I didn’t say anything. Tina got up, cinched the robe belt a bit, not
enough to hide anything and she went to the kitchen. The wrestler was holding the microphone in
front of a women’s face and she pointed her finger, barked into the mike until
a light sheen of perspiration broke out on her forehead and the thug pulled
back the microphone, held both arms up like he’d finished an encore expecting
crowd love. The Coke frothed around the
ice when I put it down and the sting from the bubbles worked on my lips and
mouth. Tina spread out on the sofa, put
her legs over mine and clicked the remote control. The screen came to rest on the same wrestling
show, two battlers mugging in the ring making a living chopping necks.
“See that woman in the front row?” Tina
said. “Black fur collar?”
“She’s the stage manager.
Incognito.”
“Woman with hair like that came in today,
said cut it off down to an inch and a half.
Butch baby, tinted light frosted pink.
She tipped me a hundred bucks.”
“Don’t get any ideas.”
“She’s been in before, I think. Shauna cut her while I was sitting in the
chair reading Cosmo. She talked like she
had something going on with a younger man.

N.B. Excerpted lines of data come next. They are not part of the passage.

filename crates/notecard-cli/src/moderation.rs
//! Moderation gate consulted before anything is rendered.

use std::collections::HashSet;

use notecard_core::config::ModerationConfig;

use crate::source::ContentDocument;

/// Content references and author ids that must never be rendered.
#[derive(Debug, Clone, Default)]
pub struct Denylist {
    references: HashSet<String>,
    authors: HashSet<String>,
}

impl Denylist {
    pub fn from_config(config: &ModerationConfig) -> Self {
        Self {
            references: config.banned_references.iter().cloned().collect(),
            authors: config.banned_authors.iter().cloned().collect(),
        }
    }

    pub fn is_reference_banned(&self, reference: &str) -> bool {
        self.references.contains(reference)
    }

    pub fn allows(&self, reference: &str, document: &ContentDocument) -> bool {
        !self.is_reference_banned(reference) && !self.authors.contains(&document.author.id)
    }
}
//! CLI entry and dispatch.

use std::path::PathBuf;

use anyhow::{Context, Result};
use clap::Parser;
use notecard_core::config;

mod commands;

#[derive(Parser)]
#[command(name = "notecard")]
#[command(version)]
#[command(about = "Renders social preview cards for notes and scorecards")]
struct Cli {
    #[command(subcommand)]
    command: Commands,
}

#[derive(clap::Subcommand)]
enum Commands {
    /// Run the preview image HTTP server
    Serve {
        /// Address to listen on (overrides server.bind)
        #[arg(long, env = "NOTECARD_BIND", value_name = "ADDR")]
        bind: Option<String>,

        /// Directory of <reference>.json content documents (overrides content.dir)
        #[arg(long, value_name = "DIR")]
        content_dir: Option<PathBuf>,
    },

    /// Render one content document to a PNG file
    Render {
        /// Content document (JSON)
        #[arg(short, long, value_name = "FILE")]
        input: PathBuf,

        /// Where to write the PNG
        #[arg(short, long, value_name = "FILE")]
        output: PathBuf,

        /// Preview style (default, telegram, twitter, facebook)
        #[arg(short, long)]
        style: Option<String>,
    },

    /// Manage configuration
    Config {
        #[command(subcommand)]
        command: ConfigCommands,
    },
}

#[derive(clap::Subcommand)]
enum ConfigCommands {
    /// Show the path to the config file
    Path,
    /// Write the commented default config (refuses to overwrite)
    Init,
    /// Print the effective config after defaults are applied
    Show,
}

pub fn run() -> Result<()> {
    let cli = Cli::parse();

    // one tokio runtime for everything
    let rt = tokio::runtime::Runtime::new().context("create tokio runtime")?;

    rt.block_on(async move { dispatch(cli).await })
}

fn load_config() -> Result<config::Config> {
    config::Config::load().context("load config")
}

async fn dispatch(cli: Cli) -> Result<()> {
    match cli.command {
        Commands::Serve { bind, content_dir } => {
            let mut config = load_config()?;
            if let Some(bind) = bind {
                config.server.bind = bind;
            }
            if let Some(dir) = content_dir {
                config.content.dir = Some(dir);
            }
            commands::serve::run(&config).await
        }

        Commands::Render {
            input,
            output,
            style,
        } => commands::render::run(&load_config()?, &input, &output, style.as_deref()).await,

        Commands::Config { command } => {
            let path = config::paths::config_path();
            match command {
                ConfigCommands::Path => {
                    commands::config::path(&path);
                    Ok(())
                }
                ConfigCommands::Init => commands::config::init(&path),
                ConfigCommands::Show => commands::config::show(&path),
            }
        }
    }
}
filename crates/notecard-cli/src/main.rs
mod cli;

fn main() {
    if let Err(e) = cli::run() {
        eprintln!("{e:#}"); // pretty anyhow chain
        std::process::exit(1);
    }
}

Some kid wearing black leather pants came in that day and met her. She’s gotta be sixty, easy. The kid wasn’t more than twenty five.”
“Maybe her son.”
“No natural born kid, that’s for sure.”
“Could happen.”
“Foul mouth, too.” Tina raised an index finger at the
screen. “Look at that broad there
standing up. . .Bingo Queen hits the big time.
They pick these audience freaks out of a catalog.” Heavier of the brawlers head-locking his
opponent, screaming at the audience, Bingo Queen stepping towards the ring.
Bingo culture, WWE wrestling, butch cuts in frosted pink and kids in black leather pants, it torqued my brain, jammed up the gears. Didn’t add up to my Tina. My Tina, at her best under a torch lamp in a damp lounge outdoors near a sidewalk in late light, my Tinas were creatures of distant forests and deserted sandy beaches in moonlight, sleek and smooth, eyes aglow in hazy rays of a thin crescent holding up the horizon.
“I was going to take a shower,” she
said. “I might need some help.” She rose, grabbed my hand, dragged me deep
into her secret hideaway and made me do things that animals do on warm sultry
days when other furry mammals are busy pecking for acorns and searching for
signs of food and water, waiting for mama and papa to emerge squealing and
squirming and primping from the nest. We
did all that. No talking, no words, the
language of groaning and gasping and wet breathing and lots of conditioner for
every space and crook, nozzle, hose and crevice, primed clean and squeaky with
lathery goodness. Emerging from the
moist den in matching his and her terry white robes, we grabbed take-out menus
from Tina’s breakfast counter, her’s Chinese, mine Mexican, and we argued over
tacos or Schezuan, decided on pot
stickers and rice and a tamale plate especial the phone rep described as muy
delicioso. That’s the mood we were
in. Dual plates to go, half-way in
between.
Around 9:30 when I said I had to go, Tina
hit the mute button on the remote, quieting the dialog on a French film with
English subtitles that made no sense to me‒the subtitles, that is, not the
dialog that I didn’t understand anyway, and she blew me a kiss, said to close
the door hard because the latch didn’t always catch.
A woman holding two brown paper
grocery bags came up the cement stairs as I was going down. I asked her if she
needed help. She clutched the bags to
her chest, put her head down and hurried up the stairs.
Around the back of the apartments my truck
was parked alone, next to a phone pole holding a single fluorescent tube
burning with the light of a hazy forest fire sunset.